BEGIN Material provided

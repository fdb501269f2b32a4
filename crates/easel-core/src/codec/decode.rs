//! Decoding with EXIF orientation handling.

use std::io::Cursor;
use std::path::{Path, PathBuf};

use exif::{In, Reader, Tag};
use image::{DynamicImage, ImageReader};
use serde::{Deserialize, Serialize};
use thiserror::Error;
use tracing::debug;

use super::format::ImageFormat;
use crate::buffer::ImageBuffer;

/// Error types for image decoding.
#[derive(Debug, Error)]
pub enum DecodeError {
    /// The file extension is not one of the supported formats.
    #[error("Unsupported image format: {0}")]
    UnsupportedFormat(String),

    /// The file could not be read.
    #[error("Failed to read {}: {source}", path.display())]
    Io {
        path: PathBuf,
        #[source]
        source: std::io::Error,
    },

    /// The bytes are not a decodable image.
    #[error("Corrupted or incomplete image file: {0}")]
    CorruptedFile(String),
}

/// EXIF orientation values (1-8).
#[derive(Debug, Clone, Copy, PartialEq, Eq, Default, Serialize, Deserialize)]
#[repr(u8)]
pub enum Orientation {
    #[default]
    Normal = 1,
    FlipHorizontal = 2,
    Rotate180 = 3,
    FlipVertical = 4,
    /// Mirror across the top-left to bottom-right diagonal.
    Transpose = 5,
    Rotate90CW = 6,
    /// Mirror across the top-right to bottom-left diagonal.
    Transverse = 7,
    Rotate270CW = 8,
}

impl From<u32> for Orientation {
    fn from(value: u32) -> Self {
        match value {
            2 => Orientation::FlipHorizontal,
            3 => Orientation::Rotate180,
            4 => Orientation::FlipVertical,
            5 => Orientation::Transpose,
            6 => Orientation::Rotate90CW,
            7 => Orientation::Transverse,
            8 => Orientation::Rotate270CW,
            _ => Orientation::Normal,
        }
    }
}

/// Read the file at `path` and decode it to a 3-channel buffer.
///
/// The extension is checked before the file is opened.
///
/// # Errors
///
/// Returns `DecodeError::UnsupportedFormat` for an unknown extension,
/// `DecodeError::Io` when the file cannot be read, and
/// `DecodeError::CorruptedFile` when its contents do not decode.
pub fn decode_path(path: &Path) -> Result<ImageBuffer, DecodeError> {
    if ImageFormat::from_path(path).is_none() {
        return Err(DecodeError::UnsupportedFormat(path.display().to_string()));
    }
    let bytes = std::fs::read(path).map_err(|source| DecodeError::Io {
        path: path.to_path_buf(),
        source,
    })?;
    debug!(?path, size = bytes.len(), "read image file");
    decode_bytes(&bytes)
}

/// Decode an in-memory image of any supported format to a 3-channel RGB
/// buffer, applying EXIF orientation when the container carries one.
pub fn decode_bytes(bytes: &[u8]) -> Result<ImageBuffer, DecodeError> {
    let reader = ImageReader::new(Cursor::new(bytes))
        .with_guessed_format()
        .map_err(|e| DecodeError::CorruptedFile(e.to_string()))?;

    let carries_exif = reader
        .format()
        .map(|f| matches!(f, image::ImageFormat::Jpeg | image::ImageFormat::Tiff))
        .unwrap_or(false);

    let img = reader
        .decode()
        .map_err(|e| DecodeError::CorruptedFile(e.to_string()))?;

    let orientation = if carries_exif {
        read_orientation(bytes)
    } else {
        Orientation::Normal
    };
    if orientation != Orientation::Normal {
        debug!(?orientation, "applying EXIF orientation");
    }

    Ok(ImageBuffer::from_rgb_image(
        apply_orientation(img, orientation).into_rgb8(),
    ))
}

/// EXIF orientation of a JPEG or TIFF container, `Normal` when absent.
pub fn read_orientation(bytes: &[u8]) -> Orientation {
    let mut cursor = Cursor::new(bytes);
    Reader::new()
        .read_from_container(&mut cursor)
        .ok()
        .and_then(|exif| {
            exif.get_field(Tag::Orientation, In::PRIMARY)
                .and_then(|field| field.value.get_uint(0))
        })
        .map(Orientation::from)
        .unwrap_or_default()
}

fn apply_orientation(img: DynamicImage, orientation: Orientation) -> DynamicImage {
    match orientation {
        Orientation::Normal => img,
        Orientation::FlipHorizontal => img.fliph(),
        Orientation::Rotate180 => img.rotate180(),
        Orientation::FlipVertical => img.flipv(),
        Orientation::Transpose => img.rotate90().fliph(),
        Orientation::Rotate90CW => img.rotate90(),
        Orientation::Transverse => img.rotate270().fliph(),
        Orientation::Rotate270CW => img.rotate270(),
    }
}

END Material provided

No line may be left out; the records are to be transcribed in full.

repository fdb501269f2b32a4
filename crates/easel-core/src/codec/decode.rs
//! Decoding with EXIF orientation handling.

use std::io::Cursor;
use std::path::{Path, PathBuf};

use exif::{In, Reader, Tag};
use image::{DynamicImage, ImageReader};
use serde::{Deserialize, Serialize};
use thiserror::Error;
use tracing::debug;

use super::format::ImageFormat;
use crate::buffer::ImageBuffer;

/// Error types for image decoding.
#[derive(Debug, Error)]
pub enum DecodeError {
    /// The file extension is not one of the supported formats.
    #[error("Unsupported image format: {0}")]
    UnsupportedFormat(String),

    /// The file could not be read.
    #[error("Failed to read {}: {source}", path.display())]
    Io {
        path: PathBuf,
        #[source]
        source: std::io::Error,
    },

    /// The bytes are not a decodable image.
    #[error("Corrupted or incomplete image file: {0}")]
    CorruptedFile(String),
}

/// EXIF orientation values (1-8).
#[derive(Debug, Clone, Copy, PartialEq, Eq, Default, Serialize, Deserialize)]
#[repr(u8)]
pub enum Orientation {
    #[default]
    Normal = 1,
    FlipHorizontal = 2,
    Rotate180 = 3,
    FlipVertical = 4,
    /// Mirror across the top-left to bottom-right diagonal.
    Transpose = 5,
    Rotate90CW = 6,
    /// Mirror across the top-right to bottom-left diagonal.
    Transverse = 7,
    Rotate270CW = 8,
}

impl From<u32> for Orientation {
    fn from(value: u32) -> Self {
        match value {
            2 => Orientation::FlipHorizontal,
            3 => Orientation::Rotate180,
            4 => Orientation::FlipVertical,
            5 => Orientation::Transpose,
            6 => Orientation::Rotate90CW,
            7 => Orientation::Transverse,
            8 => Orientation::Rotate270CW,
            _ => Orientation::Normal,
        }
    }
}

/// Read the file at `path` and decode it to a 3-channel buffer.
///
/// The extension is checked before the file is opened.
///
/// # Errors
///
/// Returns `DecodeError::UnsupportedFormat` for an unknown extension,
/// `DecodeError::Io` when the file cannot be read, and
/// `DecodeError::CorruptedFile` when its contents do not decode.
pub fn decode_path(path: &Path) -> Result<ImageBuffer, DecodeError> {
    if ImageFormat::from_path(path).is_none() {
        return Err(DecodeError::UnsupportedFormat(path.display().to_string()));
    }
    let bytes = std::fs::read(path).map_err(|source| DecodeError::Io {
        path: path.to_path_buf(),
        source,
    })?;
    debug!(?path, size = bytes.len(), "read image file");
    decode_bytes(&bytes)
}

/// Decode an in-memory image of any supported format to a 3-channel RGB
/// buffer, applying EXIF orientation when the container carries one.
pub fn decode_bytes(bytes: &[u8]) -> Result<ImageBuffer, DecodeError> {
    let reader = ImageReader::new(Cursor::new(bytes))
        .with_guessed_format()
        .map_err(|e| DecodeError::CorruptedFile(e.to_string()))?;

    let carries_exif = reader
        .format()
        .map(|f| matches!(f, image::ImageFormat::Jpeg | image::ImageFormat::Tiff))
        .unwrap_or(false);

    let img = reader
        .decode()
        .map_err(|e| DecodeError::CorruptedFile(e.to_string()))?;

    let orientation = if carries_exif {
        read_orientation(bytes)
    } else {
        Orientation::Normal
    };
    if orientation != Orientation::Normal {
        debug!(?orientation, "applying EXIF orientation");
    }

    Ok(ImageBuffer::from_rgb_image(
        apply_orientation(img, orientation).into_rgb8(),
    ))
}

/// EXIF orientation of a JPEG or TIFF container, `Normal` when absent.
pub fn read_orientation(bytes: &[u8]) -> Orientation {
    let mut cursor = Cursor::new(bytes);
    Reader::new()
        .read_from_container(&mut cursor)
        .ok()
        .and_then(|exif| {
            exif.get_field(Tag::Orientation, In::PRIMARY)
                .and_then(|field| field.value.get_uint(0))
        })
        .map(Orientation::from)
        .unwrap_or_default()
}

fn apply_orientation(img: DynamicImage, orientation: Orientation) -> DynamicImage {
    match orientation {
        Orientation::Normal => img,
        Orientation::FlipHorizontal => img.fliph(),
        Orientation::Rotate180 => img.rotate180(),
        Orientation::FlipVertical => img.flipv(),
        Orientation::Transpose => img.rotate90().fliph(),
        Orientation::Rotate90CW => img.rotate90(),
        Orientation::Transverse => img.rotate270().fliph(),
        Orientation::Rotate270CW => img.rotate270(),
    }
}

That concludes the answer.